= Jean-Rodolphe Kars =

French pianist

Jean-Rodolphe Kars (born 1947) is an Indian-born French pianist of Austrian Jewish origin, who became a Catholic priest of the Catholic Emmanuel Community.

== Biography ==
The parents of Jean-Rodolphe Kars were both Viennese Jews who had fled Austria after the Anschluss in 1938. They met in Calcutta, India, where Gustav Kars (himself born in 1913 in Shanghai) met Mila, a qualified doctor (who had volunteered to work in a Red Cross hospital after being widowed in New Zealand). Jean-Rodolphe – Gustav's first child and Mila's second – was born in 1947.

Deciding that Europe would offer their children the possibility of a superior education, the Kars family left India for France. They lived for some years in a small town in the Haute Loire, but eventually settled in Paris where Gustav found employment in a private Jewish school. The family's circumstances were quite modest, but Jean-Rodolphe's musical ability was obvious; he gained entrance to the Paris Conservatoire, where he studied from 1958–64. He also studied with Julius Katchen. From 1974, Jean-Rodolphe Kars studied with the French pianist and pedagogue Jean Fassina, the most important and inspiring teaching, according to Kars, in his musical formation.
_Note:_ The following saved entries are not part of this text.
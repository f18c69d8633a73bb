//! Proxy coordinator: owns the rule lifecycle.
//!
//! Loads rule files, starts and stops listeners, applies diff-based reloads
//! and allocates ports for control-plane requests. All state that others can
//! observe lives in the [`ConnectionRegistry`]; the coordinator only adds the
//! cancellation root and the listener task handles.

use crate::gateway::{ListenerExit, ListenerTask};
use crate::registry::{ConnectionRegistry, ProxyEvent, RuleHandle, RuleOrigin, SessionRecord};
use crate::reporter::ErrorReporter;
use crate::settings::ProxySettings;
use hft_core::{load_rules, ControlRequest, ForwardingRule, HftError, HftResult};
use std::collections::{HashMap, HashSet};
use std::net::SocketAddr;
use std::path::{Path, PathBuf};
use std::sync::{Arc, Mutex, MutexGuard, PoisonError};
use tokio::net::TcpListener;
use tokio::task::JoinHandle;
use tokio_util::sync::CancellationToken;
use tracing::{debug, info, warn};

/// What an [`apply`](ProxyCoordinator::apply) changed, by listening port.
#[derive(Debug, Clone, Default, PartialEq, Eq)]
pub struct ApplyReport {
    pub started: Vec<u16>,
    pub stopped: Vec<u16>,
    /// Unchanged rules whose listeners and sessions were left running.
    pub kept: Vec<u16>,
    pub failed: Vec<(u16, String)>,
}

impl ApplyReport {
    pub fn is_clean(&self) -> bool {
        self.failed.is_empty()
    }
}

pub struct ProxyCoordinator {
    settings: ProxySettings,
    registry: Arc<ConnectionRegistry>,
    reporter: Arc<ErrorReporter>,
    root: Mutex<CancellationToken>,
    /// Listener tasks keyed by rule generation id.
    listeners: Mutex<HashMap<u64, JoinHandle<ListenerExit>>>,
    last_rules_path: Mutex<Option<PathBuf>>,
}

fn lock<T>(mutex: &Mutex<T>) -> MutexGuard<'_, T> {
    mutex.lock().unwrap_or_else(PoisonError::into_inner)
}

impl ProxyCoordinator {
    pub fn new(settings: ProxySettings) -> Self {
        Self::with_reporter(settings, Arc::new(ErrorReporter::new()))
    }

    pub fn with_reporter(settings: ProxySettings, reporter: Arc<ErrorReporter>) -> Self {
        Self {
            settings,
            registry: Arc::new(ConnectionRegistry::new()),
            reporter,
            root: Mutex::new(CancellationToken::new()),
            listeners: Mutex::new(HashMap::new()),
            last_rules_path: Mutex::new(None),
        }
    }

    pub fn settings(&self) -> &ProxySettings {
        &self.settings
    }

    pub fn registry(&self) -> &Arc<ConnectionRegistry> {
        &self.registry
    }

    pub fn reporter(&self) -> &Arc<ErrorReporter> {
        &self.reporter
    }

    pub fn rules(&self) -> Vec<Arc<ForwardingRule>> {
        self.registry.rules()
    }

    pub fn sessions(&self) -> Vec<SessionRecord> {
        self.registry.sessions()
    }

    pub fn session_count(&self) -> usize {
        self.registry.session_count()
    }

    fn root(&self) -> CancellationToken {
        lock(&self.root).clone()
    }

    fn listen_addr(&self, port: u16) -> SocketAddr {
        SocketAddr::new(self.settings.listen_addr, port)
    }

    // ── Rule lifecycle ───────────────────────────────────────────────

    /// Register one rule, bind its port and start its listener.
    ///
    /// # Errors
    ///
    /// [`HftError::PortInUse`] when the port is already registered, or the
    /// bind error. Either way nothing stays registered.
    pub async fn start_rule(&self, rule: ForwardingRule) -> HftResult<u16> {
        let port = rule.listening_port;
        let handle = self.registry.register_rule(rule, self.root().child_token())?;

        let listener = match TcpListener::bind(self.listen_addr(port)).await {
            Ok(listener) => listener,
            Err(e) => {
                self.registry.remove_rule_if(port, handle.id);
                return Err(HftError::Io(e));
            }
        };
        self.launch(handle, listener)?;
        Ok(port)
    }

    /// Spawn the listener for a registered and bound rule.
    fn launch(&self, handle: RuleHandle, listener: TcpListener) -> HftResult<()> {
        let port = handle.rule.listening_port;
        // The root may have been replaced by stop_proxy since this rule was
        // registered; its scope is then already cancelled.
        if handle.scope.is_cancelled() {
            self.registry.remove_rule_if(port, handle.id);
            return Err(HftError::Other(format!("proxy stopped while starting :{port}")));
        }

        let task = ListenerTask::new(
            listener,
            handle.clone(),
            self.registry.clone(),
            self.reporter.clone(),
            self.settings.relay,
        );
        let join = tokio::spawn(task.run());
        {
            let mut listeners = lock(&self.listeners);
            listeners.retain(|_, h| !h.is_finished());
            listeners.insert(handle.id, join);
        }

        info!(
            port,
            dest = %handle.rule.destination,
            via = %handle.rule.via,
            comment = %handle.rule.comment,
            "rule started"
        );
        self.registry.publish(ProxyEvent::RuleStarted(handle.rule));
        Ok(())
    }

    /// Cancel a removed rule and wait until its listener has released the
    /// port. Sessions end on their own tasks.
    async fn shutdown(&self, handle: RuleHandle) {
        handle.scope.cancel();
        let join = lock(&self.listeners).remove(&handle.id);
        if let Some(join) = join {
            if let Err(e) = join.await {
                warn!(port = handle.rule.listening_port, error = %e, "listener task failed");
            }
        }
        info!(port = handle.rule.listening_port, "rule stopped");
        self.registry.publish(ProxyEvent::RuleStopped(handle.rule));
    }

    /// Start a batch of rules.
    ///
    /// The whole batch is rejected when a port repeats within it or is
    /// already registered. Otherwise every rule is attempted; bind failures
    /// are reported and listed in the report without stopping the others.
    pub async fn start_proxy(&self, rules: Vec<ForwardingRule>) -> HftResult<ApplyReport> {
        let mut seen = HashSet::new();
        let mut problems = Vec::new();
        for rule in &rules {
            let port = rule.listening_port;
            if !seen.insert(port) {
                problems.push(format!("port {port} appears more than once"));
            } else if self.registry.contains_port(port) {
                problems.push(format!("port {port} is already registered"));
            }
        }
        if !problems.is_empty() {
            return Err(HftError::RulesRejected(problems));
        }

        let mut report = ApplyReport::default();
        for rule in rules {
            self.start_into(rule, &mut report).await;
        }
        Ok(report)
    }

    async fn start_into(&self, rule: ForwardingRule, report: &mut ApplyReport) {
        let port = rule.listening_port;
        match self.start_rule(rule).await {
            Ok(port) => report.started.push(port),
            Err(e) => {
                self.reporter
                    .report("ProxyCoordinator::start_rule", format!(":{port}: {e}"));
                report.failed.push((port, e.to_string()));
            }
        }
    }

    /// Stop one rule and every session it accepted. Returns `false` when no
    /// rule is registered on `port`.
    pub async fn stop_rule(&self, port: u16) -> bool {
        match self.registry.remove_rule(port) {
            Some(handle) => {
                self.shutdown(handle).await;
                true
            }
            None => false,
        }
    }

    /// Stop every rule and session. Safe to call repeatedly; the proxy can be
    /// started again afterwards.
    pub async fn stop_proxy(&self) {
        let old_root = std::mem::replace(&mut *lock(&self.root), CancellationToken::new());
        old_root.cancel();

        let drained = self.registry.drain_rules();
        if drained.is_empty() {
            debug!("stop_proxy: nothing running");
            return;
        }
        let count = drained.len();
        for handle in drained {
            self.shutdown(handle).await;
        }
        info!(rules = count, "proxy stopped");
    }

    // ── Configuration ────────────────────────────────────────────────

    /// Make the running configured rule set equal to `rules`.
    ///
    /// Rules whose port, destination and via are unchanged keep running
    /// untouched. Changed rules are stopped and started again, rules no
    /// longer present are stopped and new ones are started. Rules allocated
    /// through the control plane are not part of the diff and keep running;
    /// a new rule on a port one of them holds fails with
    /// [`HftError::PortInUse`].
    pub async fn apply(&self, rules: Vec<ForwardingRule>) -> ApplyReport {
        let mut report = ApplyReport::default();
        let wanted: HashMap<u16, &ForwardingRule> =
            rules.iter().map(|r| (r.listening_port, r)).collect();

        for current in self.registry.rules_from(RuleOrigin::Configured) {
            let port = current.listening_port;
            let keep = wanted.get(&port).is_some_and(|r| r.same_route(&current));
            if keep {
                report.kept.push(port);
            } else if self.stop_rule(port).await {
                report.stopped.push(port);
            }
        }

        for rule in rules {
            if report.kept.contains(&rule.listening_port) {
                continue;
            }
            self.start_into(rule, &mut report).await;
        }

        report.started.sort_unstable();
        report.stopped.sort_unstable();
        report.kept.sort_unstable();
        info!(
            started = report.started.len(),
            stopped = report.stopped.len(),
            kept = report.kept.len(),
            failed = report.failed.len(),
            "rule set applied"
        );
        report
    }

    /// Load a rule file and apply it.
    ///
    /// The file is all-or-nothing: any invalid line or duplicated port
    /// rejects it with every problem listed and leaves the running rules
    /// alone. An empty file is rejected with [`HftError::EmptyRuleSet`].
    pub async fn load_config(&self, path: &Path) -> HftResult<ApplyReport> {
        let rules = load_rules(path)?;
        if rules.is_empty() {
            return Err(HftError::EmptyRuleSet);
        }
        info!(path = %path.display(), rules = rules.len(), "rule file loaded");
        *lock(&self.last_rules_path) = Some(path.to_path_buf());
        Ok(self.apply(rules).await)
    }

    /// Reload the last loaded rule file.
    pub async fn refresh_config(&self) -> HftResult<ApplyReport> {
        let path = lock(&self.last_rules_path)
            .clone()
            .ok_or_else(|| HftError::Other("no rule file has been loaded".into()))?;
        self.load_config(&path).await
    }

    // ── Allocation ───────────────────────────────────────────────────

    /// Allocate a listening port for a control-plane request and start
    /// forwarding on it.
    ///
    /// Ports are scanned upward from the configured base port. Each candidate
    /// is claimed in the registry before binding, so concurrent allocations
    /// never pick the same port; a candidate the OS refuses is released and
    /// the scan continues above it. Returns once the listener is running.
    pub async fn allocate(&self, request: &ControlRequest) -> HftResult<u16> {
        // Taken before binding: a stop_proxy that runs while this allocation
        // is in flight cancels it instead of leaving it under the new root.
        let scope = self.root().child_token();
        self.allocate_in(request, scope).await
    }

    async fn allocate_in(&self, request: &ControlRequest, scope: CancellationToken) -> HftResult<u16> {
        request.validate()?;

        let mut from = self.settings.base_port;
        loop {
            let port = self.registry.claim_port(from)?;
            let rule = match request.to_rule(port) {
                Ok(rule) => rule,
                Err(e) => {
                    self.registry.release_claim(port);
                    return Err(e);
                }
            };

            match TcpListener::bind(self.listen_addr(port)).await {
                Ok(listener) => {
                    let handle = match self.registry.register_claimed(rule, scope) {
                        Ok(handle) => handle,
                        Err(e) => {
                            self.registry.release_claim(port);
                            return Err(e);
                        }
                    };
                    self.launch(handle, listener)?;
                    info!(port, target = %request.target_ip, "port allocated");
                    return Ok(port);
                }
                Err(e) => {
                    self.registry.release_claim(port);
                    debug!(port, error = %e, "candidate port unavailable");
                    from = port
                        .checked_add(1)
                        .ok_or(HftError::PortsExhausted(self.settings.base_port))?;
                }
            }
        }
    }
}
At the age of 19, Jean-Rodolphe Kars took part in the second Leeds Piano Competition (1966). In somewhat controversial circumstances, Kars received the fourth prize, with the first prize going to the Spaniard Rafael Orozco, the second being awarded jointly to the Russians Viktoria Postnikova and Semion Kruchin, and the third to the Russian Aleksey Nasedkin.

Kars' London debut was in 1967; in 1968 he was awarded first prize in the Olivier Messiaen piano competition.

During this time the Kars family lived in a working-class area of Paris called quartier Alésia, in an apartment so cramped that the piano and a tiny bath installation (isolated by a curtain) had to be kept in the same room. In 1971, he partook in a well received tour of Southern Africa.

Kars' upbringing had been that of a secular Jew; in 1976, however, he converted to Catholicism and was baptised at Sacré-Cœur, Paris, in 1977. In 1980, he joined a Catholic association of the faithful (the Emmanuel Community). In 1981, he ended his official career as concert pianist. In 1986 he entered the priesthood, becoming Père Jean-Rodolphe Kars. Since 1986, he has been Chaplain of Paray-le-Monial, a town in the Burgundy region of France.

Although he possessed a varied and eclectic repertoire, ranging from Bach to Schoenberg, Kars then specialized in the works of Olivier Messiaen. Later, as a priest, he also lectured and wrote articles on the spiritual and theological aspects of the music of the great French composer. Having begun to study Messiaen's music and writings as long ago as 1966, Kars credits him with playing an important role in his eventual conversion to Catholicism and his vocation as a priest, and considers him his 'first spiritual father'.

== Recordings ==

Debussy: Fantasie for Piano and Orchestra

Jean-Rodolphe Kars (Piano); Sir Alexander Gibson; London Symphony Orchestra (DECCA)

Debussy: Preludes for Piano, Book 1; Book 2

Jean-Rodolphe Kars (Piano) (DECCA)

Delius: Concerto for Piano in C minor

Jean-Rodolphe Kars (Piano); Sir Alexander Gibson; London Symphony Orchestra (DECCA)

Schoenberg: Three Piano pieces Op 11; Six Little Piano Pieces Op 19; Five Piano pieces Op 23; Suite for Piano Op 25; Piano Pieces Op 33a and b

Jean-Rodolphe Kars (Piano) (EMI France, C 065 12870; 1975)

Messiaen: "Vingt Regards sur l'Enfant Jésus". Jean-Rodolphe Kars (piano) (Piano classics, 2017) Recording of a concert given by Jean-Rodolphe Kars in 1976 in Amsterdam.

== Writings ==
- Père Jean-Rodolphe Kars: 'Hommage a Olivier Messiaen', in Olivier Messiaen, homme de foi, regard sur son œuvre d’orgue (Trinité Média Communication, 1995).
- Père Jean-Rodolphe Kars: 'Das Werk Olivier Messiaens und die katholische Liturgie', in Olivier Messiaen. La Cite celeste – das himmlische Jerusalem. Über das Leben und Werk des französischen Komponisten (Köln Wienand Verlag, 1998).
- Père Jean-Rodolphe Kars: 'The Spirituality of Messiaen's Organ Works', Organists Review, November 2008.